* **Assignment**: A stretch of the entries below is to be set down exactly, running from the line with "and renders it." through the line with "mod testing;", both included, and no other line.

* **Study material**:

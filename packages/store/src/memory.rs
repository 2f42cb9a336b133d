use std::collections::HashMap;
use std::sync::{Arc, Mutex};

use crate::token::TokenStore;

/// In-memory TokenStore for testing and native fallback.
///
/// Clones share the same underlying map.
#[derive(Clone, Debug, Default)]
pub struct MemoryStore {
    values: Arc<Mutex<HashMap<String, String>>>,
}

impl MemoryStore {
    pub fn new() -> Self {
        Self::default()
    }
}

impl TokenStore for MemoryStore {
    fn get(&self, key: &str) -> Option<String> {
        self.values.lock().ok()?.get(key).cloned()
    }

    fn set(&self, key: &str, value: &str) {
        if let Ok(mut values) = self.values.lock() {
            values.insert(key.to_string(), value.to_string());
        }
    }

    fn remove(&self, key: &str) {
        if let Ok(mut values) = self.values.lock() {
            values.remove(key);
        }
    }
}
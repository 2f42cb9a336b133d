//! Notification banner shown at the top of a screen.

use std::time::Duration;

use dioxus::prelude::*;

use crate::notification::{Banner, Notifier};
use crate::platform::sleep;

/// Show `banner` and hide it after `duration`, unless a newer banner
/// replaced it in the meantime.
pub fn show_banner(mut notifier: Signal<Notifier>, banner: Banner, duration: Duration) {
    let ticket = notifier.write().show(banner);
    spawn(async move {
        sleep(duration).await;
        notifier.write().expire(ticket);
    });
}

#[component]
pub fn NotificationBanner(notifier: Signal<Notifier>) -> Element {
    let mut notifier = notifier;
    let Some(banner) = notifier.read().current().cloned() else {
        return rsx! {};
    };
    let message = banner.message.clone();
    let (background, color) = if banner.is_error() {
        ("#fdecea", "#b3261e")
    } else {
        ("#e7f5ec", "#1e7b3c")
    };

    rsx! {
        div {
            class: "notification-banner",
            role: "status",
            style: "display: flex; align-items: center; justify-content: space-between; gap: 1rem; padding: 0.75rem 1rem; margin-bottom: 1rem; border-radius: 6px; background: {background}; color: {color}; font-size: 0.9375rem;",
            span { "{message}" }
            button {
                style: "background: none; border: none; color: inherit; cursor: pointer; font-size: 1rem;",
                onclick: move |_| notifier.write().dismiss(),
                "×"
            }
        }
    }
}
--
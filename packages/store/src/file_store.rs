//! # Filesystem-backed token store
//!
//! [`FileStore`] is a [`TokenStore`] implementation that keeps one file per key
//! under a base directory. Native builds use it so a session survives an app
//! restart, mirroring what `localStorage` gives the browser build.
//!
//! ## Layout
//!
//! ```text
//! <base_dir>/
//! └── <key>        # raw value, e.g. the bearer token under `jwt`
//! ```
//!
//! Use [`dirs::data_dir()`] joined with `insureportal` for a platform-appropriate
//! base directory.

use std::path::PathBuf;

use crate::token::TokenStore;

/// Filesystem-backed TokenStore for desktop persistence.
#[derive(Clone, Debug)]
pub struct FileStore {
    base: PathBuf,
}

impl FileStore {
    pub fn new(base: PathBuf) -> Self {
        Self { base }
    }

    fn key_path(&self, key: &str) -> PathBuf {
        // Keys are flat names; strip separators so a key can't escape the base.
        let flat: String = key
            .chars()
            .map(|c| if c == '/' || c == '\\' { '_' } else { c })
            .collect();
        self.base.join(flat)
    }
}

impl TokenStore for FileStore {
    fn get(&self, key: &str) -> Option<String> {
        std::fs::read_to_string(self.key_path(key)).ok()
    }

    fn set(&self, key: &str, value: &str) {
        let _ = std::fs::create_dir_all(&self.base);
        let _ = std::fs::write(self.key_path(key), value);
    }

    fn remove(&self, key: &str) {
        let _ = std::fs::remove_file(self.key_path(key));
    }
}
--
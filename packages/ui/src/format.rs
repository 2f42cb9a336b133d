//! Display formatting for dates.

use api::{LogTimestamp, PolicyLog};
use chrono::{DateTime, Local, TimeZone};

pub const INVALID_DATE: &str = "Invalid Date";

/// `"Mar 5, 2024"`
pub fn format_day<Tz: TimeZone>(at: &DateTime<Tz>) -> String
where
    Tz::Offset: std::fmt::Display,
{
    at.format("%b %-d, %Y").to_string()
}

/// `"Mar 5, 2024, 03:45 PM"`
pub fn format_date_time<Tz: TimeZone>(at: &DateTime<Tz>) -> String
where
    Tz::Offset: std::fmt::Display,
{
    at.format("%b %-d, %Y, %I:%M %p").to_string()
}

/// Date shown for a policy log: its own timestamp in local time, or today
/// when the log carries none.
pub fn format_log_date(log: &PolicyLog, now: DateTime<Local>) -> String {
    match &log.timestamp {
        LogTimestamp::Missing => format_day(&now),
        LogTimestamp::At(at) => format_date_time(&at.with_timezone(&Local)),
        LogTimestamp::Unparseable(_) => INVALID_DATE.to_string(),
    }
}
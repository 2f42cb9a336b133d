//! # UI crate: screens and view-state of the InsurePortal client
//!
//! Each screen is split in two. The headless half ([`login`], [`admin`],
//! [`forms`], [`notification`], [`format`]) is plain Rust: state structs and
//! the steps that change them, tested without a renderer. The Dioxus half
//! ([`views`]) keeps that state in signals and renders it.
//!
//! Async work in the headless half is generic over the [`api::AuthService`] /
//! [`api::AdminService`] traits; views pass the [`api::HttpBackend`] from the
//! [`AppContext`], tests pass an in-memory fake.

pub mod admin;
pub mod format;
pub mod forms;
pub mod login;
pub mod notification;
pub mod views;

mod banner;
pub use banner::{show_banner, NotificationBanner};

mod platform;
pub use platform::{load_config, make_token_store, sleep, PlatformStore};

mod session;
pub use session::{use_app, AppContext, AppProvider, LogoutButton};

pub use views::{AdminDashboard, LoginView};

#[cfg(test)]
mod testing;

* **Response to the task**:
//! ([`views`]) keeps that state in signals and renders it.
//!
//! Async work in the headless half is generic over the [`api::AuthService`] /
//! [`api::AdminService`] traits; views pass the [`api::HttpBackend`] from the
//! [`AppContext`], tests pass an in-memory fake.

pub mod admin;
pub mod format;
pub mod forms;
pub mod login;
pub mod notification;
pub mod views;

mod banner;
pub use banner::{show_banner, NotificationBanner};

mod platform;
pub use platform::{load_config, make_token_store, sleep, PlatformStore};

mod session;
pub use session::{use_app, AppContext, AppProvider, LogoutButton};

pub use views::{AdminDashboard, LoginView};

#[cfg(test)]
mod testing;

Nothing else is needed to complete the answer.